● Stored items:
use std::path::PathBuf;

use anyhow::Result;
use clap::{Parser, ValueEnum};
use serde_json::json;

use crate::cli::SubCommandExtend;
use crate::config::{BedrockOptions, Opts, PipelineOptions, StoreOptions};
use crate::searcher::{SearchOutcome, Searcher};

#[derive(Parser, Debug, Clone)]
pub struct SearchCommand {
    #[command(flatten)]
    pub store: StoreOptions,
    #[command(flatten)]
    pub bedrock: BedrockOptions,
    #[command(flatten)]
    pub pipeline: PipelineOptions,
    /// 被搜索的图片路径
    pub image: PathBuf,
    /// 与图片一起参与向量嵌入的描述文本
    #[arg(long, value_name = "TEXT")]
    pub text: Option<String>,
    /// 输出格式
    #[arg(long, value_name = "FORMAT", default_value = "table")]
    pub output_format: OutputFormat,
}

impl SubCommandExtend for SearchCommand {
    async fn run(&self, _opts: &Opts) -> anyhow::Result<()> {
        let bytes = tokio::fs::read(&self.image).await?;
        let searcher = Searcher::connect(&self.store, &self.bedrock, &self.pipeline).await?;
        let outcome = searcher.search_bytes(&bytes, self.text.as_deref()).await?;
        print_result(&outcome, self)
    }
}

fn print_result(outcome: &SearchOutcome, opts: &SearchCommand) -> Result<()> {
    match opts.output_format {
        OutputFormat::Json => {
            let candidates = outcome
                .candidates
                .iter()
                .map(|c| json!({ "id": c.id, "size": c.image.len() }))
                .collect::<Vec<_>>();
            let result = json!({ "description": outcome.description, "candidates": candidates });
            println!("{}", serde_json::to_string_pretty(&result)?)
        }
        OutputFormat::Table => {
            for (i, c) in outcome.candidates.iter().enumerate() {
                println!("{}\t{}\t{}", i + 1, c.id.as_deref().unwrap_or("-"), c.image.len());
            }
            println!();
            println!("{}", outcome.description);
        }
    }
    Ok(())
}

#[derive(ValueEnum, Debug, Clone)]
pub enum OutputFormat {
    Json,
    Table,
}
mod api;
mod error;
mod state;
mod types;

use std::sync::Arc;

use axum::Router;
use axum::extract::DefaultBodyLimit;
use tower_http::limit::RequestBodyLimitLayer;
use utoipa::OpenApi;
use utoipa_swagger_ui::SwaggerUi;

pub use self::error::*;
pub use self::state::*;
pub use self::types::*;

#[derive(OpenApi)]
#[openapi(paths(api::search_handler), components(schemas(SearchRequest, SearchResponse)))]
pub struct ApiDoc;

/// 构建API服务器
pub fn create_app(state: Arc<AppState>) -> Router {
    Router::new()
        .route("/api/search", axum::routing::post(api::search_handler))
        .merge(SwaggerUi::new("/docs").url("/api-docs/openapi.json", ApiDoc::openapi()))
        .layer(DefaultBodyLimit::disable())
        // 上传限制：10M
        .layer(RequestBodyLimitLayer::new(1024 * 1024 * 10))
        .with_state(state)
}
//! AWS Bedrock 模型调用

mod description;
mod embedding;

use anyhow::{Result, anyhow};
use async_trait::async_trait;
use aws_sdk_bedrockruntime::Client;
use aws_sdk_bedrockruntime::config::{Credentials, Region};
use aws_sdk_bedrockruntime::error::DisplayErrorContext;
use aws_sdk_bedrockruntime::primitives::Blob;
use log::info;

pub use self::description::*;
pub use self::embedding::*;
use crate::config::BedrockOptions;

/// 以 JSON 请求体调用一个模型，返回原始响应体
#[async_trait]
pub trait ModelInvoker: Send + Sync {
    async fn invoke_model(&self, model_id: &str, body: Vec<u8>) -> Result<Vec<u8>>;
}

/// 基于 Bedrock Runtime 的模型调用
pub struct BedrockInvoker {
    client: Client,
}

impl BedrockInvoker {
    /// 创建客户端
    ///
    /// 同时提供 access key 和 secret key 时使用静态凭证，否则使用 AWS 默认凭证链。
    pub async fn connect(opts: &BedrockOptions) -> Self {
        let mut loader = aws_config::defaults(aws_config::BehaviorVersion::latest())
            .region(Region::new(opts.region.clone()));
        if let (Some(key), Some(secret)) = (&opts.aws_access_key, &opts.aws_secret_key) {
            info!("使用静态 AWS 凭证");
            loader = loader.credentials_provider(Credentials::new(
                key.clone(),
                secret.clone(),
                None,
                None,
                "lookalike",
            ));
        }
        let config = loader.load().await;
        Self { client: Client::new(&config) }
    }
}

#[async_trait]
impl ModelInvoker for BedrockInvoker {
    async fn invoke_model(&self, model_id: &str, body: Vec<u8>) -> Result<Vec<u8>> {
        let output = self
            .client
            .invoke_model()
            .model_id(model_id)
            .content_type("application/json")
            .accept("application/json")
            .body(Blob::new(body))
            .send()
            .await
            .map_err(|e| anyhow!("调用模型 {model_id} 失败: {}", DisplayErrorContext(&e)))?;
        Ok(output.body.into_inner())
    }
}
use std::sync::Arc;

use anyhow::{Context, Result, bail};
use serde::{Deserialize, Serialize};

use super::ModelInvoker;

#[derive(Debug, Serialize)]
#[serde(rename_all = "camelCase")]
struct EmbeddingConfig {
    output_embedding_length: usize,
}

/// Titan 多模态向量嵌入请求体
#[derive(Debug, Serialize)]
#[serde(rename_all = "camelCase")]
struct EmbeddingRequest<'a> {
    input_image: &'a str,
    #[serde(skip_serializing_if = "Option::is_none")]
    input_text: Option<&'a str>,
    embedding_config: EmbeddingConfig,
}

#[derive(Debug, Deserialize)]
struct EmbeddingResponse {
    embedding: Option<Vec<f32>>,
}

/// 图片向量嵌入客户端
pub struct EmbeddingClient {
    invoker: Arc<dyn ModelInvoker>,
    model_id: String,
    output_length: usize,
}

impl EmbeddingClient {
    pub fn new(invoker: Arc<dyn ModelInvoker>, model_id: String, output_length: usize) -> Self {
        Self { invoker, model_id, output_length }
    }

    /// 计算 base64 图片的向量
    pub async fn embed(&self, image_base64: &str) -> Result<Vec<f32>> {
        self.embed_with_text(image_base64, None).await
    }

    /// 计算图片和可选描述文本的联合向量
    pub async fn embed_with_text(
        &self,
        image_base64: &str,
        text: Option<&str>,
    ) -> Result<Vec<f32>> {
        let body = serde_json::to_vec(&EmbeddingRequest {
            input_image: image_base64,
            input_text: text,
            embedding_config: EmbeddingConfig { output_embedding_length: self.output_length },
        })?;

        let response = self.invoker.invoke_model(&self.model_id, body).await?;
        let response: EmbeddingResponse =
            serde_json::from_slice(&response).context("无法解析向量嵌入响应")?;

        let Some(embedding) = response.embedding else {
            bail!("向量嵌入响应中缺少 embedding 字段");
        };
        if embedding.len() != self.output_length {
            bail!("向量维度错误: 期望 {}, 实际 {}", self.output_length, embedding.len());
        }
        Ok(embedding)
    }
}
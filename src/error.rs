use std::fmt;

use thiserror::Error;

/// 搜索流水线的阶段
#[derive(Debug, Clone, Copy, PartialEq, Eq)]
pub enum Stage {
    Normalize,
    Embed,
    Search,
    Describe,
}

impl Stage {
    pub fn as_str(&self) -> &'static str {
        match self {
            Self::Normalize => "normalize",
            Self::Embed => "embed",
            Self::Search => "search",
            Self::Describe => "describe",
        }
    }
}

impl fmt::Display for Stage {
    fn fmt(&self, f: &mut fmt::Formatter<'_>) -> fmt::Result {
        f.write_str(self.as_str())
    }
}

/// 搜索流水线错误
#[derive(Debug, Error)]
pub enum SearchError {
    /// 请求中没有图片
    #[error("request carries no image")]
    MissingImage,
    /// 图片负载为空或不是合法的 base64
    #[error("image payload is not valid base64")]
    InvalidBase64,
    /// 无法解码为图片
    #[error("failed to decode image: {0}")]
    Decode(#[source] image::ImageError),
    /// 外部服务（向量嵌入、向量搜索、文本生成）调用失败
    #[error("{stage} call failed: {source:#}")]
    Upstream {
        stage: Stage,
        #[source]
        source: anyhow::Error,
    },
    /// 服务内部错误
    #[error("internal error: {0:#}")]
    Internal(#[source] anyhow::Error),
}

impl SearchError {
    pub fn upstream(stage: Stage, source: impl Into<anyhow::Error>) -> Self {
        Self::Upstream { stage, source: source.into() }
    }

    /// 是否为用户输入导致的错误
    pub fn is_client_error(&self) -> bool {
        matches!(self, Self::MissingImage | Self::InvalidBase64 | Self::Decode(_))
    }

    /// 用于指标标签的错误类别
    pub fn kind(&self) -> &'static str {
        match self {
            Self::MissingImage | Self::InvalidBase64 => "validation",
            Self::Decode(_) => "decode",
            Self::Upstream { .. } => "upstream",
            Self::Internal(_) => "internal",
        }
    }
}

pub type Result<T, E = SearchError> = std::result::Result<T, E>;
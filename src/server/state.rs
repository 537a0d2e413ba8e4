use std::sync::Arc;

use crate::searcher::Searcher;

/// 应用状态
pub struct AppState {
    /// 搜索流水线，内部持有数据库连接池和模型客户端
    pub searcher: Searcher,
}

impl AppState {
    /// 创建新的应用状态
    pub fn new(searcher: Searcher) -> Arc<Self> {
        Arc::new(AppState { searcher })
    }
}
use clap::Parser;
use env_logger::Env;
use lookalike::Opts;
use lookalike::cli::SubCommandExtend;
use lookalike::config::SubCommand;

#[global_allocator]
static GLOBAL: tikv_jemallocator::Jemalloc = tikv_jemallocator::Jemalloc;

#[tokio::main]
async fn main() -> anyhow::Result<()> {
    let opts = Opts::parse();

    let level = if opts.debug { "debug" } else { "info" };
    env_logger::Builder::from_env(Env::default().default_filter_or(level)).init();

    match &opts.subcmd {
        SubCommand::Server(config) => config.run(&opts).await,
        SubCommand::Search(config) => config.run(&opts).await,
    }
}
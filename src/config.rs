use std::time::Duration;

use clap::{Args, Parser, Subcommand};

use crate::cli::*;
use crate::normalize::NormalizeOptions;

/// 解析 `1/true/on/yes` 形式的开关，忽略大小写和首尾空白
pub fn parse_flag(s: &str) -> Result<bool, String> {
    Ok(matches!(s.trim().to_lowercase().as_str(), "1" | "true" | "on" | "yes"))
}

#[derive(Args, Debug, Clone)]
pub struct StoreOptions {
    /// MongoDB 连接字符串
    #[arg(long, env = "MONGODB_URI", hide_env_values = true)]
    pub mongodb_uri: String,
    /// 数据库名，不填则使用连接字符串中的数据库
    #[arg(long, env = "MONGODB_DATABASE")]
    pub database: Option<String>,
    /// 参考图片所在集合
    #[arg(long, default_value = "celeb_images")]
    pub collection: String,
    /// 向量搜索索引名
    #[arg(long, default_value = "vector_index")]
    pub vector_index: String,
    /// 文档中存放向量的字段
    #[arg(long, default_value = "embeddings")]
    pub embedding_path: String,
    /// 文档中存放 base64 图片的字段
    #[arg(long, default_value = "image")]
    pub image_field: String,
}

#[derive(Args, Debug, Clone)]
pub struct BedrockOptions {
    /// AWS access key，不填则使用默认凭证链
    #[arg(long, env = "AWS_ACCESS_KEY", hide_env_values = true)]
    pub aws_access_key: Option<String>,
    /// AWS secret key
    #[arg(long, env = "AWS_SECRET_KEY", hide_env_values = true)]
    pub aws_secret_key: Option<String>,
    /// Bedrock 所在区域
    #[arg(long, env = "AWS_REGION", default_value = "us-east-1")]
    pub region: String,
    /// 向量嵌入模型
    #[arg(long, default_value = "amazon.titan-embed-image-v1")]
    pub embedding_model: String,
    /// 对比描述模型
    #[arg(long, default_value = "anthropic.claude-3-sonnet-20240229-v1:0")]
    pub description_model: String,
}

#[derive(Args, Debug, Clone)]
pub struct PipelineOptions {
    /// 向量维度
    #[arg(long, value_name = "N", default_value_t = 1024)]
    pub embedding_length: usize,
    /// 近似最近邻搜索的候选池大小，不能小于 `--limit`
    #[arg(long, value_name = "N", default_value_t = 15, value_parser = clap::value_parser!(u32).range(1..=10000))]
    pub num_candidates: u32,
    /// 返回的相似图片数量
    #[arg(long, value_name = "N", default_value_t = 3, value_parser = clap::value_parser!(u32).range(1..))]
    pub limit: u32,
    /// 描述生成的最大 token 数
    #[arg(long, value_name = "N", default_value_t = 1000)]
    pub max_tokens: u32,
    /// 每次外部调用的超时时间，单位为秒
    #[arg(long, value_name = "SECS", default_value_t = 30, value_parser = clap::value_parser!(u64).range(1..))]
    pub call_timeout: u64,
    /// 归一化后的图片尺寸
    #[arg(long, value_name = "WIDTHxHEIGHT", value_parser = parse_size, default_value = "800x600")]
    pub image_size: (u32, u32),
    /// 归一化后的 JPEG 质量
    #[arg(long, value_name = "Q", default_value_t = 85, value_parser = clap::value_parser!(u8).range(1..=100))]
    pub jpeg_quality: u8,
}

impl PipelineOptions {
    /// 检查选项之间的约束
    pub fn validate(&self) -> anyhow::Result<()> {
        if self.num_candidates < self.limit {
            anyhow::bail!(
                "--num-candidates ({}) 不能小于 --limit ({})",
                self.num_candidates,
                self.limit
            );
        }
        Ok(())
    }

    pub fn call_timeout(&self) -> Duration {
        Duration::from_secs(self.call_timeout)
    }

    pub fn normalize(&self) -> NormalizeOptions {
        NormalizeOptions {
            width: self.image_size.0,
            height: self.image_size.1,
            quality: self.jpeg_quality,
        }
    }
}

#[derive(Parser, Debug, Clone)]
#[command(name = "lookalike", version)]
pub struct Opts {
    #[command(subcommand)]
    pub subcmd: SubCommand,
    /// 输出调试日志
    #[arg(
        long,
        global = true,
        env = "DEBUG",
        action = clap::ArgAction::Set,
        value_parser = parse_flag,
        default_value = "false",
        num_args = 0..=1,
        default_missing_value = "true"
    )]
    pub debug: bool,
}

#[derive(Subcommand, Debug, Clone)]
pub enum SubCommand {
    /// 启动 HTTP 搜索服务
    Server(ServerCommand),
    /// 对本地图片执行一次搜索
    Search(SearchCommand),
}

fn parse_size(s: &str) -> anyhow::Result<(u32, u32)> {
    let parts: Vec<&str> = s.split('x').collect();
    if parts.len() != 2 {
        return Err(anyhow::anyhow!("无效的尺寸: {}", s));
    }
    let (width, height): (u32, u32) = (parts[0].parse()?, parts[1].parse()?);
    if width == 0 || height == 0 {
        return Err(anyhow::anyhow!("尺寸不能为 0: {}", s));
    }
    Ok((width, height))
}
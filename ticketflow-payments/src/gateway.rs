use async_trait::async_trait;
use rand::Rng;
use uuid::Uuid;

use ticketflow_core::{Authorization, CardDetails, GatewayError, PaymentGateway, PaymentMethod, TransferPoll};

/// Random-outcome gateway standing in for a real provider.
///
/// Defaults mirror the posture of a healthy acquirer: most charges
/// approve, transfer confirmations trickle in over a few polls.
/// Deterministic test doubles live with the tests instead.
pub struct SimulatedGateway {
    approve_rate: f64,
    confirm_rate: f64,
}

impl SimulatedGateway {
    pub fn new(approve_rate: f64, confirm_rate: f64) -> Self {
        Self { approve_rate, confirm_rate }
    }
}

impl Default for SimulatedGateway {
    fn default() -> Self {
        Self::new(0.9, 0.7)
    }
}

#[async_trait]
impl PaymentGateway for SimulatedGateway {
    async fn authorize(
        &self,
        _amount_cents: i64,
        _method: PaymentMethod,
        _card: &CardDetails,
    ) -> Result<Authorization, GatewayError> {
        let approved = rand::thread_rng().gen_bool(self.approve_rate);
        if approved {
            Ok(Authorization::Approved { reference: Uuid::new_v4().simple().to_string() })
        } else {
            Ok(Authorization::Declined { reason: "declined by issuer".to_string() })
        }
    }

    async fn poll_transfer(&self, _transaction_id: &str) -> Result<TransferPoll, GatewayError> {
        let confirmed = rand::thread_rng().gen_bool(self.confirm_rate);
        if confirmed {
            Ok(TransferPoll::Confirmed)
        } else {
            Ok(TransferPoll::Pending)
        }
    }
}

#[cfg(test)]
mod tests {
    use super::*;

    #[tokio::test]
    async fn test_extreme_rates_are_deterministic() {
        let card = CardDetails {
            number: "4111111111111111".to_string(),
            holder: "Test Holder".to_string(),
            expiry: "12/39".to_string(),
            cvv: "123".to_string(),
        };

        let always = SimulatedGateway::new(1.0, 1.0);
        assert!(matches!(
            always.authorize(1_000, PaymentMethod::CreditCard, &card).await.unwrap(),
            Authorization::Approved { .. }
        ));
        assert_eq!(always.poll_transfer("PIX1").await.unwrap(), TransferPoll::Confirmed);

        let never = SimulatedGateway::new(0.0, 0.0);
        assert!(matches!(
            never.authorize(1_000, PaymentMethod::CreditCard, &card).await.unwrap(),
            Authorization::Declined { .. }
        ));
        assert_eq!(never.poll_transfer("PIX1").await.unwrap(), TransferPoll::Pending);
    }
}
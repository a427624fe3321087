pub mod inventory;

pub use inventory::{InventoryError, InventoryManager};
use chrono::{DateTime, Utc};
use serde::{Deserialize, Serialize};
use uuid::Uuid;

/// Where an event sits relative to its sales window and date
#[derive(Debug, Clone, Copy, Serialize, Deserialize, PartialEq, Eq)]
#[serde(rename_all = "SCREAMING_SNAKE_CASE")]
pub enum EventPhase {
    Upcoming,
    SalesOpen,
    SalesClosed,
    Finished,
}

/// A capacity-bearing event tickets are sold against.
///
/// The counts are only ever mutated through the inventory manager;
/// `available + reserved + sold == capacity` must hold at all times.
/// `reserved` tickets are earmarked for pending sales, neither on sale
/// nor yet counted as sold.
#[derive(Debug, Clone, Serialize, Deserialize)]
pub struct TicketEvent {
    pub id: Uuid,
    pub description: String,
    pub price_cents: i64,
    pub capacity: u32,
    pub available: u32,
    pub reserved: u32,
    pub sold: u32,
    pub start_sales: DateTime<Utc>,
    pub end_sales: DateTime<Utc>,
    pub event_date: DateTime<Utc>,
    pub created_at: DateTime<Utc>,
}

impl TicketEvent {
    /// Create an event with full availability after validating dates and price
    pub fn new(
        description: String,
        price_cents: i64,
        capacity: u32,
        start_sales: DateTime<Utc>,
        end_sales: DateTime<Utc>,
        event_date: DateTime<Utc>,
    ) -> Result<Self, EventValidationError> {
        let trimmed = description.trim();
        if trimmed.len() < 3 || trimmed.len() > 255 {
            return Err(EventValidationError::InvalidDescription);
        }
        if price_cents < 0 {
            return Err(EventValidationError::NegativePrice(price_cents));
        }
        if start_sales >= end_sales {
            return Err(EventValidationError::SalesStartAfterEnd);
        }
        if end_sales >= event_date {
            return Err(EventValidationError::SalesEndAfterEvent);
        }

        Ok(Self {
            id: Uuid::new_v4(),
            description: trimmed.to_string(),
            price_cents,
            capacity,
            available: capacity,
            reserved: 0,
            sold: 0,
            start_sales,
            end_sales,
            event_date,
            created_at: Utc::now(),
        })
    }

    /// Derived status relative to `now`
    pub fn phase_at(&self, now: DateTime<Utc>) -> EventPhase {
        if now >= self.event_date {
            EventPhase::Finished
        } else if now < self.start_sales {
            EventPhase::Upcoming
        } else if now <= self.end_sales {
            EventPhase::SalesOpen
        } else {
            EventPhase::SalesClosed
        }
    }

    pub fn sales_open_at(&self, now: DateTime<Utc>) -> bool {
        self.phase_at(now) == EventPhase::SalesOpen
    }

    /// Capacity invariant; trips after any mis-sequenced inventory mutation
    pub fn counts_consistent(&self) -> bool {
        self.available + self.reserved + self.sold == self.capacity
    }
}

#[derive(Debug, thiserror::Error)]
pub enum EventValidationError {
    #[error("Event description must be 3-255 characters")]
    InvalidDescription,

    #[error("Price cannot be negative: {0}")]
    NegativePrice(i64),

    #[error("Sales start date must be before end date")]
    SalesStartAfterEnd,

    #[error("Sales period must end before the event date")]
    SalesEndAfterEvent,
}

#[cfg(test)]
mod tests {
    use super::*;
    use chrono::Duration;

    fn base_event() -> TicketEvent {
        let now = Utc::now();
        TicketEvent::new(
            "Rust Conf".to_string(),
            5_000,
            100,
            now - Duration::days(1),
            now + Duration::days(1),
            now + Duration::days(2),
        )
        .unwrap()
    }

    #[test]
    fn test_new_event_has_full_availability() {
        let event = base_event();
        assert_eq!(event.available, 100);
        assert_eq!(event.sold, 0);
        assert!(event.counts_consistent());
    }

    #[test]
    fn test_date_ordering_validated() {
        let now = Utc::now();
        let result = TicketEvent::new(
            "Rust Conf".to_string(),
            5_000,
            100,
            now + Duration::days(1),
            now - Duration::days(1),
            now + Duration::days(2),
        );
        assert!(matches!(result, Err(EventValidationError::SalesStartAfterEnd)));

        let result = TicketEvent::new(
            "Rust Conf".to_string(),
            5_000,
            100,
            now - Duration::days(1),
            now + Duration::days(3),
            now + Duration::days(2),
        );
        assert!(matches!(result, Err(EventValidationError::SalesEndAfterEvent)));
    }

    #[test]
    fn test_phase_follows_sales_window() {
        let event = base_event();
        assert_eq!(event.phase_at(event.start_sales - Duration::hours(1)), EventPhase::Upcoming);
        assert_eq!(event.phase_at(Utc::now()), EventPhase::SalesOpen);
        assert_eq!(event.phase_at(event.end_sales + Duration::hours(1)), EventPhase::SalesClosed);
        assert_eq!(event.phase_at(event.event_date), EventPhase::Finished);
    }
}
use std::sync::Arc;
use std::time::Duration;

use tracing::{error, info};

use ticketflow_core::PaymentStatus;

use crate::controller::{PaymentController, PaymentError};

/// Background loop that re-checks pending transfer payments until they
/// confirm or expire.
///
/// Owns the polling cadence so clients never have to; they can still call
/// `check_transfer_status` directly, the check is idempotent either way.
/// A misbehaving gateway just leaves payments Pending for the next tick.
pub struct ConfirmationPoller {
    payments: Arc<PaymentController>,
    interval: Duration,
}

impl ConfirmationPoller {
    pub fn new(payments: Arc<PaymentController>, interval: Duration) -> Self {
        Self { payments, interval }
    }

    /// Run forever; intended for `tokio::spawn`
    pub async fn run(self) {
        info!(interval_secs = self.interval.as_secs(), "confirmation poller started");
        let mut ticker = tokio::time::interval(self.interval);
        loop {
            ticker.tick().await;
            if let Err(err) = self.poll_once().await {
                error!(error = %err, "confirmation sweep failed");
            }
        }
    }

    /// One sweep over the pending transfer queue; returns how many
    /// payments reached a terminal state.
    pub async fn poll_once(&self) -> Result<usize, PaymentError> {
        let mut settled = 0;
        for payment in self.payments.pending_transfers().await? {
            match self.payments.check_transfer_status(payment.id).await {
                Ok(updated) if updated.status != PaymentStatus::Pending => {
                    info!(payment_id = %payment.id, status = ?updated.status, "transfer resolved");
                    settled += 1;
                }
                Ok(_) => {}
                Err(err) => {
                    error!(payment_id = %payment.id, error = %err, "transfer check failed");
                }
            }
        }
        Ok(settled)
    }
}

● WHAT THE EXERCISE ASKS:
Say how many lines in the data hold the string "iter". No other content should accompany the number.

● REPLY:
2